Prostaglandins are also involved in regulating the contraction and relaxation of the muscles in the gut and the airways.

Prostaglandins are known to regulate the female reproductive system, and are involved in the control of ovulation, the menstrual cycle and the induction of labour. Indeed, manufactured forms of prostaglandins - most commonly prostaglandin E2 - can be used to induce (kick-start) labour.

How are prostaglandins controlled?  

The chemical reaction that makes the prostaglandins involves several steps; the first step is carried out by an enzyme called cyclooxygenase. There are two main types of this enzyme: cyclooxygenase-1 and cyclooxygenase-2. When the body is functioning normally, baseline levels of prostaglandins are produced by the action of cyclooxygenase-1. When the body is injured (or inflammation occurs in any area of the body), cyclooxygenase-2 is activated and produces extra prostaglandins, which help the body to respond to the injury.  

Prostaglandins carry out their actions by acting on specific receptors; at least eight different prostaglandin receptors have been discovered. The presence of these receptors in different organs throughout the body allows the different actions of each prostaglandin to be carried out, depending on which receptor they interact with.
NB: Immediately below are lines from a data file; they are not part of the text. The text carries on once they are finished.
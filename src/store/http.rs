use std::time::Duration;

use async_trait::async_trait;
use reqwest::StatusCode;

use super::{BlockStore, Error};
use crate::block;

/// Cold tier behind an object-store style HTTP endpoint: `PUT/GET/HEAD/DELETE <base>/<hash>`.
#[derive(Debug, Clone)]
pub struct HttpBlockStore {
    client: reqwest::Client,
    base: String,
}

impl HttpBlockStore {
    pub fn new(base: &str, timeout: Duration) -> Result<Self, Error> {
        let client = reqwest::Client::builder().timeout(timeout).build()?;
        Ok(Self { client, base: base.trim_end_matches('/').to_string() })
    }

    fn url(&self, hash: &str) -> String {
        format!("{}/{}", self.base, hash)
    }
}

#[async_trait]
impl BlockStore for HttpBlockStore {
    async fn write(&self, b: &block::Block) -> Result<(), Error> {
        let resp = self.client.put(self.url(&b.hash)).json(b).send().await?;
        if !resp.status().is_success() {
            return Err(Error::Status(resp.status()));
        }
        Ok(())
    }

    async fn read(&self, hash: &str, _round: i64) -> Result<block::Block, Error> {
        let resp = self.client.get(self.url(hash)).send().await?;
        match resp.status() {
            StatusCode::NOT_FOUND => Err(Error::NotFound(hash.to_string())),
            s if !s.is_success() => Err(Error::Status(s)),
            _ => Ok(resp.json().await?),
        }
    }

    async fn exists(&self, hash: &str) -> bool {
        match self.client.head(self.url(hash)).send().await {
            Ok(resp) => resp.status().is_success(),
            Err(_) => false,
        }
    }

    async fn delete(&self, hash: &str, _round: i64) -> Result<(), Error> {
        let resp = self.client.delete(self.url(hash)).send().await?;
        match resp.status() {
            s if s.is_success() || s == StatusCode::NOT_FOUND => Ok(()),
            s => Err(Error::Status(s)),
        }
    }
}
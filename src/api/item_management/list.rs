use crate::api::item_management::models::{Item, ItemOut};
use crate::db::DbConn;
use crate::error::ErrorResponse;
use crate::schema::items;
use diesel::prelude::*;
use rocket::http::Status;
use rocket::serde::json::Json;

#[get("/items?<category>")]
pub(crate) async fn get_items(
    category: Option<String>,
    conn: DbConn,
) -> Result<Json<Vec<ItemOut>>, ErrorResponse> {
    let item_list = conn
        .run(move |c| {
            let mut query = items::table.into_boxed::<diesel::sqlite::Sqlite>();
            if let Some(wanted) = category {
                query = query.filter(items::category.eq(wanted));
            }
            query
                .order((items::created_at.desc(), items::id.desc()))
                .load::<Item>(c)
        })
        .await
        .map_err(|_| ErrorResponse::new(Status { code: 500 }, "Couldn't load items".to_string()))?;

    Ok(Json(item_list.into_iter().map(ItemOut::from).collect()))
}
mod api;
mod cors;
mod db;
mod error;
mod schema;
mod settings;


#[macro_use]
extern crate rocket;
#[macro_use]
extern crate diesel;
extern crate dotenv;
#[macro_use]
extern crate diesel_migrations;

use std::path::{Path, PathBuf};

use rocket::fairing::AdHoc;
use rocket::fs::{FileServer, NamedFile};
use rocket::{Build, Rocket, State};

use cors::CORS;
use db::run_db_migrations;
use settings::Settings;

/// Everything the API and static mounts don't claim falls through to the
/// frontend entry document.
#[get("/<_path..>", rank = 20)]
async fn frontend(_path: PathBuf, settings: &State<Settings>) -> Option<NamedFile> {
    NamedFile::open(Path::new(&settings.public_dir).join("index.html"))
        .await
        .ok()
}

fn build_rocket(settings: Settings) -> Rocket<Build> {
    let figment = rocket::Config::figment()
        .merge(("port", settings.port))
        .merge((
            "databases.collection",
            rocket_sync_db_pools::Config {
                url: settings.database_path().display().to_string(),
                pool_size: 8,
                timeout: 5,
            },
        ));

    rocket::custom(figment)
        .attach(CORS)
        .attach(db::DbConn::fairing())
        .attach(AdHoc::on_ignite("Database Migrations", run_db_migrations))
        .mount("/uploads", FileServer::from(settings.upload_dir()))
        .mount("/", FileServer::from(settings.public_dir.clone()).rank(11))
        .mount("/", routes![frontend])
        .mount(
            "/api",
            routes![
                crate::api::item_management::list::get_items,
                crate::api::item_management::metadata::get_metadata,
                crate::api::item_management::create::create_item,
                crate::api::item_management::edit::edit_item,
                crate::api::item_management::toggle::toggle_owned,
                crate::api::item_management::delete::delete_item,
            ],
        )
        .manage(settings)
}

#[launch]
fn rocket() -> _ {
    dotenv::dotenv().ok();

    let settings = Settings::new();
    settings
        .ensure_directories()
        .expect("can create data directories");

    build_rocket(settings)
}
Prostaglandins are very short-lived and are broken down quickly by the body. They only carry out their actions in the immediate vicinity of where they are produced; this helps to regulate and limit their actions.
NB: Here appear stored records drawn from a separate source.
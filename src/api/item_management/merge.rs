//! Attribute-blob merging and input normalization shared by the create,
//! edit and toggle handlers.

use serde::Deserialize;
use serde_json::{Map, Value};

/// Client-supplied attribute payload. Multipart requests carry it as a
/// still-encoded JSON string field; callers that already hold a structured
/// object can pass it through unchanged.
pub(crate) enum AttributePayload {
    RawEncoded(String),
    Structured(Map<String, Value>),
}

impl AttributePayload {
    /// Resolve into a structured object. Malformed or non-object input
    /// falls back to an empty object; a bad payload must never block the
    /// rest of the mutation.
    pub(crate) fn decode(self) -> Map<String, Value> {
        match self {
            AttributePayload::RawEncoded(raw) => match serde_json::from_str(&raw) {
                Ok(Value::Object(map)) => map,
                _ => Map::new(),
            },
            AttributePayload::Structured(map) => map,
        }
    }
}

/// Reconcile the payload's echoed `imageUrls` with this request's freshly
/// stored upload paths and derive the cover image.
///
/// New uploads always append after the echoed images, preserving order
/// within each group. A payload that omits `imageUrls` starts from empty:
/// clients are responsible for re-sending the images they want kept.
pub(crate) fn merge_attributes(payload: AttributePayload, new_images: Vec<String>) -> Value {
    let mut attributes = payload.decode();

    let mut image_urls = match attributes.get("imageUrls") {
        Some(Value::Array(existing)) => existing.clone(),
        _ => Vec::new(),
    };
    image_urls.extend(new_images.into_iter().map(Value::String));

    let cover = image_urls.first().cloned().unwrap_or(Value::Null);
    attributes.insert("imageUrls".to_string(), Value::Array(image_urls));
    attributes.insert("imageUrl".to_string(), cover);

    Value::Object(attributes)
}

/// Convenience for the multipart handlers: an absent `attributes` field is
/// an empty payload.
pub(crate) fn merge_form_attributes(raw: Option<String>, new_images: Vec<String>) -> Value {
    let payload = match raw {
        Some(raw) => AttributePayload::RawEncoded(raw),
        None => AttributePayload::Structured(Map::new()),
    };
    merge_attributes(payload, new_images)
}

/// `owned` as it arrives in a multipart form. Only the exact string
/// `"true"` maps to true; everything else, absent included, is false.
pub(crate) fn owned_from_form(input: Option<&str>) -> bool {
    matches!(input, Some("true"))
}

/// `owned` as it arrives in the toggle endpoint's JSON body. Clients send
/// booleans or strings; the mapping is total so nothing else sneaks
/// through as true.
#[derive(Deserialize, Debug)]
#[serde(untagged)]
pub(crate) enum OwnedFlag {
    Bool(bool),
    Text(String),
    Other(Value),
}

impl OwnedFlag {
    pub(crate) fn as_bool(&self) -> bool {
        match self {
            OwnedFlag::Bool(b) => *b,
            OwnedFlag::Text(s) => s == "true",
            OwnedFlag::Other(_) => false,
        }
    }
}

/// Category/collection defaulting: empty and absent input both fall back,
/// so neither column is ever stored empty.
pub(crate) fn field_or_default(value: Option<String>, default: &str) -> String {
    match value {
        Some(v) if !v.is_empty() => v,
        _ => default.to_string(),
    }
}

#[cfg(test)]
mod tests {
    use super::*;
    use serde_json::json;

    fn raw(s: &str) -> AttributePayload {
        AttributePayload::RawEncoded(s.to_string())
    }

    #[test]
    fn malformed_payload_decodes_to_empty_object() {
        assert!(raw("not json at all").decode().is_empty());
        assert!(raw("[1,2,3]").decode().is_empty());
        assert!(raw("").decode().is_empty());
    }

    #[test]
    fn new_uploads_append_after_echoed_images() {
        let merged = merge_attributes(
            raw(r#"{"imageUrls":["/uploads/old.png"],"brand":"Lego"}"#),
            vec!["/uploads/new1.png".into(), "/uploads/new2.png".into()],
        );
        assert_eq!(
            merged["imageUrls"],
            json!(["/uploads/old.png", "/uploads/new1.png", "/uploads/new2.png"])
        );
        assert_eq!(merged["imageUrl"], json!("/uploads/old.png"));
        assert_eq!(merged["brand"], json!("Lego"));
    }

    #[test]
    fn uploads_without_echo_become_the_whole_list() {
        let merged = merge_form_attributes(None, vec!["/uploads/a.png".into(), "/uploads/b.png".into()]);
        assert_eq!(merged["imageUrls"], json!(["/uploads/a.png", "/uploads/b.png"]));
        assert_eq!(merged["imageUrl"], json!("/uploads/a.png"));
    }

    #[test]
    fn echoing_images_with_no_uploads_is_idempotent() {
        let merged = merge_attributes(raw(r#"{"imageUrls":["/uploads/keep.png"]}"#), Vec::new());
        assert_eq!(merged["imageUrls"], json!(["/uploads/keep.png"]));
        assert_eq!(merged["imageUrl"], json!("/uploads/keep.png"));
    }

    // Omitting imageUrls on an update drops previously stored images; the
    // client contract is to always resend the full list.
    #[test]
    fn omitted_images_reset_to_empty() {
        let merged = merge_attributes(raw(r#"{"brand":"Nintendo"}"#), Vec::new());
        assert_eq!(merged["imageUrls"], json!([]));
        assert_eq!(merged["imageUrl"], Value::Null);
    }

    #[test]
    fn non_array_image_urls_are_ignored() {
        let merged = merge_attributes(
            raw(r#"{"imageUrls":"/uploads/not-a-list.png"}"#),
            vec!["/uploads/new.png".into()],
        );
        assert_eq!(merged["imageUrls"], json!(["/uploads/new.png"]));
        assert_eq!(merged["imageUrl"], json!("/uploads/new.png"));
    }

    #[test]
    fn owned_form_mapping_is_total() {
        assert!(owned_from_form(Some("true")));
        assert!(!owned_from_form(Some("false")));
        assert!(!owned_from_form(Some("True")));
        assert!(!owned_from_form(Some("1")));
        assert!(!owned_from_form(None));
    }

    #[test]
    fn owned_flag_mapping_is_total() {
        assert!(OwnedFlag::Bool(true).as_bool());
        assert!(!OwnedFlag::Bool(false).as_bool());
        assert!(OwnedFlag::Text("true".into()).as_bool());
        assert!(!OwnedFlag::Text("false".into()).as_bool());
        assert!(!OwnedFlag::Text("True".into()).as_bool());
        assert!(!OwnedFlag::Other(json!(1)).as_bool());
        assert!(!OwnedFlag::Other(Value::Null).as_bool());
    }

    #[test]
    fn empty_and_absent_fields_fall_back() {
        assert_eq!(field_or_default(None, "Toy"), "Toy");
        assert_eq!(field_or_default(Some(String::new()), "General"), "General");
        assert_eq!(field_or_default(Some("Shelf A".into()), "General"), "Shelf A");
    }
}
What happens if my levels of prostaglandins are too high?

High levels of prostaglandins are produced in response to injury or infection and cause inflammation, which is associated with the symptoms of redness, swelling, pain and fever. This is an important part of the body’s normal healing process.
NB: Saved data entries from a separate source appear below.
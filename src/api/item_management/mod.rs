pub mod create;
pub mod delete;
pub mod edit;
pub mod list;
pub mod merge;
pub mod metadata;
pub mod models;
pub mod toggle;
pub mod uploads;
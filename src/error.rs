use rocket::response::{Responder, Response};
use rocket::{
    http::{ContentType, Status},
    response,
    serde::json::Json,
    Request,
};
use serde::Serialize;

#[derive(Serialize, Debug)]
pub struct ApiError {
    err: String,
}

#[derive(Debug)]
pub(crate) struct ErrorResponse {
    json: Json<ApiError>,
    status: Status,
}

impl ErrorResponse {
    pub(crate) fn new(status: Status, err: String) -> ErrorResponse {
        ErrorResponse {
            json: Json(ApiError { err }),
            status,
        }
    }
}

impl<'r> Responder<'r, 'r> for ErrorResponse {
    fn respond_to(self, req: &'r Request) -> response::Result<'r> {
        Response::build_from(self.json.respond_to(req)?)
            .status(self.status)
            .header(ContentType::JSON)
            .ok()
    }
}
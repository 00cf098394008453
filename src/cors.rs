use rocket::fairing::{Fairing, Info, Kind};
use rocket::http::Header;
use rocket::{Request, Response};

pub struct CORS;

#[rocket::async_trait]
impl Fairing for CORS {
    fn info(&self) -> Info {
        Info {
            name: "Add CORS headers to responses",
            kind: Kind::Response,
        }
    }

    async fn on_response<'r>(&self, _request: &'r Request<'_>, response: &mut Response<'r>) {
        response.set_header(Header::new("Access-Control-Allow-Origin", "*"));
        response.set_header(Header::new(
            "Access-Control-Allow-Methods",
            "POST, GET, PUT, DELETE, OPTIONS",
        ));
        response.set_header(Header::new("Access-Control-Allow-Headers", "*"));
    }
}
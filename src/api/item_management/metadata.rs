use std::collections::BTreeSet;

use crate::api::item_management::models::Item;
use crate::db::DbConn;
use crate::error::ErrorResponse;
use crate::schema::items;
use diesel::prelude::*;
use rocket::http::Status;
use rocket::serde::json::Json;
use serde::Serialize;
use serde_json::Value;

/// Distinct observed values for the autocomplete fields, each sorted.
#[derive(Serialize)]
pub struct MetadataOut {
    pub collection: Vec<String>,
    pub brand: Vec<String>,
    pub theme: Vec<String>,
    pub developer: Vec<String>,
    pub publisher: Vec<String>,
}

// Full scan on every call; fine at personal-collection row counts.
#[get("/metadata")]
pub(crate) async fn get_metadata(conn: DbConn) -> Result<Json<MetadataOut>, ErrorResponse> {
    let rows = conn
        .run(|c| items::table.load::<Item>(c))
        .await
        .map_err(|_| {
            ErrorResponse::new(Status { code: 500 }, "Couldn't load metadata".to_string())
        })?;

    let mut collections = BTreeSet::new();
    let mut brands = BTreeSet::new();
    let mut themes = BTreeSet::new();
    let mut developers = BTreeSet::new();
    let mut publishers = BTreeSet::new();

    for item in &rows {
        insert_non_empty(&mut collections, Some(item.collection.as_str()));

        let attributes: Value = serde_json::from_str(&item.attributes).unwrap_or(Value::Null);
        insert_non_empty(&mut brands, attributes.get("brand").and_then(Value::as_str));
        insert_non_empty(&mut themes, attributes.get("theme").and_then(Value::as_str));
        insert_non_empty(
            &mut developers,
            attributes.get("developer").and_then(Value::as_str),
        );
        insert_non_empty(
            &mut publishers,
            attributes.get("publisher").and_then(Value::as_str),
        );
    }

    Ok(Json(MetadataOut {
        collection: collections.into_iter().collect(),
        brand: brands.into_iter().collect(),
        theme: themes.into_iter().collect(),
        developer: developers.into_iter().collect(),
        publisher: publishers.into_iter().collect(),
    }))
}

fn insert_non_empty(set: &mut BTreeSet<String>, value: Option<&str>) {
    if let Some(value) = value {
        if !value.is_empty() {
            set.insert(value.to_string());
        }
    }
}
However, this natural response can sometimes lead to excess and chronic production of prostaglandins, which may contribute to several diseases by causing unwanted inflammation. This means that drugs, which specifically block cyclooxygenase-2, can be used to treat conditions such as arthritis, heavy menstrual bleeding and painful menstrual cramps.  There is also evidence to suggest that these drugs may have a beneficial effect when treating certain types of cancer, including colon and breast cancer, however research in this area is still ongoing. New discoveries are being made about cyclooxygenases which suggest that cyclooxygenase-2 is not just responsible for disease but has other functions.

Anti-inflammatory drugs, such as aspirin and ibuprofen, work by blocking the action of the cyclooxygenase enzymes and so reduce prostaglandin levels. This is how these drugs work to relieve the symptoms of inflammation. Aspirin also blocks the production of thromboxane and so can be used to prevent unwanted blood clotting in patients with heart disease.

What happens if my levels of prostaglandins are too low?

Manufactured prostaglandins can be used to increase prostaglandin levels in the body under certain circumstances. For example, administration of prostaglandins can induce labour at the end of pregnancy or abortion in the case of an unwanted pregnancy. They can also be used to treat stomach ulcers, glaucoma and congenital heart disease in newborn babies. Further advances in understanding how prostaglandins work may lead to newer treatments for a number of conditions.